The core class in orngMultiClass is MultiClassLearner(learner, matrix, probability_estimator). The first parameter is an arbitrary kind of learner that supports class probability estimation (like MarginMetaLearner or BasicLogisticLearner, but not BasicSVMLearner which should be wrapped inside MarginMetaLearner).

The matrix describes how a multi-class problem is cut apart into multiple binary problems. There are several pre-fabricated matrix classes, such as MCMOneAll, MCMOneOne, and MCMOrdinal. For a three-class problem they look like this:

>>> from orngMultiClass import *

>>> MCMOneAll()(3)

[[1, -1, -1], [-1, 1, -1], [-1, -1, 1]]

>>> MCMOneOne()(3)

[[1, -1, 0], [1, 0, -1], [0, 1, -1]]

>>> MCMOrdinal()(3)

[[-1, 1, 1], [-1, -1, 1]]

The matrix is composed of a number of vectors.

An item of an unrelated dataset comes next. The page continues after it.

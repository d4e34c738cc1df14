//! Application use cases (business logic orchestration).

mod run_bridge;

pub use run_bridge::*;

Each vector corresponds to a separate binary classifier. Inside a vector, -1 means that this class value will be negative, +1 positive, whereas 0 will mean that all the training examples of this class will be ignored.

Once we train the learner and obtain a classifier, the classifier is composed of a number of an ensemble of sub-classifiers. Each of the sub-classifiers outputs a probability distribution, and we have to merge all these estimates in a single consistent probability distribution for all the classes. For this, we use probability estimators. There are two: MCPEZadrozny works by numerically solving a system of equations merging the probability distributions; MCPEFriedman simply weights each class by the number of times it has won. MCPEZadrozny is more reliable, whereas MCPEFriedman also works with classifiers that do not provide reliable class probability estimates (for example with BasicSVMLearner).

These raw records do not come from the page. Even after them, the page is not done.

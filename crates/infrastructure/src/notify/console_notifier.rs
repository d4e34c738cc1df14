//! Terminal notifier.

use std::io::{self, BufRead, Write};

use async_trait::async_trait;
use tokenrelay_application::ports::Notifier;
use tokenrelay_domain::{Notice, NoticeSettings};
use tracing::{info, warn};

/// Prints notices to stderr, optionally waiting for Enter.
#[derive(Debug, Clone, Copy, Default)]
pub struct ConsoleNotifier {
    acknowledge: bool,
}

impl ConsoleNotifier {
    /// Creates a notifier from the notice settings.
    #[must_use]
    pub const fn new(settings: NoticeSettings) -> Self {
        Self {
            acknowledge: settings.acknowledge,
        }
    }
}

#[async_trait]
impl Notifier for ConsoleNotifier {
    async fn notify(&self, notice: Notice) {
        if notice.is_failure() {
            warn!(?notice, "{}", notice.message());
        } else {
            info!(?notice, "{}", notice.message());
        }

        if !self.acknowledge {
            if let Err(err) = show(notice, false, &mut io::empty(), &mut io::stderr().lock()) {
                warn!(error = %err, "could not show notice");
            }
            return;
        }

        // Blocks a pool thread until Enter; the binary bounds runtime shutdown.
        let shown = tokio::task::spawn_blocking(move || {
            let mut stderr = io::stderr().lock();
            show(notice, true, &mut io::stdin().lock(), &mut stderr)
        })
        .await;

        match shown {
            Ok(Ok(())) => {}
            Ok(Err(err)) => warn!(error = %err, "could not show notice"),
            Err(err) => warn!(error = %err, "notice task failed"),
        }
    }
}

/// Writes `notice` to `out`; with `acknowledge`, blocks until a line is
/// read from `input`.
fn show(
    notice: Notice,
    acknowledge: bool,
    input: &mut impl BufRead,
    out: &mut impl Write,
) -> io::Result<()> {
    writeln!(out, "{}", notice.message())?;
    if acknowledge {
        write!(out, "Press Enter to continue...")?;
        out.flush()?;
        let mut line = String::new();
        input.read_line(&mut line)?;
    }
    out.flush()
}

Consider and understand the following fully-fledged example:

>>> from orngLR import *

>>> from orngSVM import *

>>> from orange import *

>>> t = ExampleTable('kolki.tab')

>>> tc = BasicSVMLearner()

>>> tc.type = 1

>>> tc.nu = 0.2

>>> ml = MarginMetaLearner(tc,folds=5) # we use 5 folds

>>> finalm = MultiClassLearner(ml, matrix=MCMOneAll, pestimator= MCPEZadrozny)(t)

>>> t[4].getclass(), finalm(t[4], GetBoth)

(slab, (slab, [0.32, 0.32, 0.37]))

Bibliography

For SVM we used this paper and library:

# Chih-Chung Chang and Chih-Jen Lin

# LIBSVM : a library for support vector machines.

# http://www.csie.ntu.edu.tw/~cjlin/papers/libsvm.ps.gz

For LR we used this one:

# Miller, A.J. (1992):

# Algorithm AS 274: Least squares routines to supplement

# those of Gentleman. Appl. Statist., vol.41(2), 458-478.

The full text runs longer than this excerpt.